Collected data entries:

◇ ◇ ◇ ◇ ◇

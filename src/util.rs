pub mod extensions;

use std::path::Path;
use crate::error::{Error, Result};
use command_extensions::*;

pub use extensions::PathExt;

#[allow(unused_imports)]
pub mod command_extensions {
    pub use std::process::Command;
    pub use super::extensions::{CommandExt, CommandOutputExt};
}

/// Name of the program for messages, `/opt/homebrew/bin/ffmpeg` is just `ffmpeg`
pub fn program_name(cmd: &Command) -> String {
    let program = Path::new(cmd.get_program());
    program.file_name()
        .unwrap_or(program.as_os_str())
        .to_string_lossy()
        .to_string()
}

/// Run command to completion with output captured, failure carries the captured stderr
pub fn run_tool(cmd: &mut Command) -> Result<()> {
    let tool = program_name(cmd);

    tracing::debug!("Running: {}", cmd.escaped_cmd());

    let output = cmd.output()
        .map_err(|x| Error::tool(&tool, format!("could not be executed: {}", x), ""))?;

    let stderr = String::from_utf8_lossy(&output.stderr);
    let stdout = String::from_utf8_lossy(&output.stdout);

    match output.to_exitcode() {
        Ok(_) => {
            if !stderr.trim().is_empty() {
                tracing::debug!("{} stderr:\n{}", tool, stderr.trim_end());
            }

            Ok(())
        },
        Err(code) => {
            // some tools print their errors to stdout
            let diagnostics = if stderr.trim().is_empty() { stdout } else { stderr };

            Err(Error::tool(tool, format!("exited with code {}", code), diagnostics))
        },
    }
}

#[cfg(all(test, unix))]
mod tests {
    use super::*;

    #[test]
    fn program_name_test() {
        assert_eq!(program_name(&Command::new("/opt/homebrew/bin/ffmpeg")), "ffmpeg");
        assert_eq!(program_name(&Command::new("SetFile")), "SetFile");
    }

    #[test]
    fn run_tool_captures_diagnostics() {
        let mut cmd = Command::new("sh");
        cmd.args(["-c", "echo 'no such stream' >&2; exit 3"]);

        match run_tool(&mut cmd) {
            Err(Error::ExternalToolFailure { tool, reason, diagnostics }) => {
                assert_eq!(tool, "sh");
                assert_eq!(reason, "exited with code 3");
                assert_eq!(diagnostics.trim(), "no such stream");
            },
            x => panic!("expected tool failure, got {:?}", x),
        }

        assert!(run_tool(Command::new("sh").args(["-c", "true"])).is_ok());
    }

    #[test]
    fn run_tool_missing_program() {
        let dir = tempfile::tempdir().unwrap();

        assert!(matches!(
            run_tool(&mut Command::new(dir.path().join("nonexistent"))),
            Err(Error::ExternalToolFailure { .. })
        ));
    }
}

◇ ◇ ◇ ◇ ◇

> **INSTRUCTIONS FOR THE TASK**
Work through the records above line by line and count those that hold the string "stream". Give only the result.

> **REPLY**
2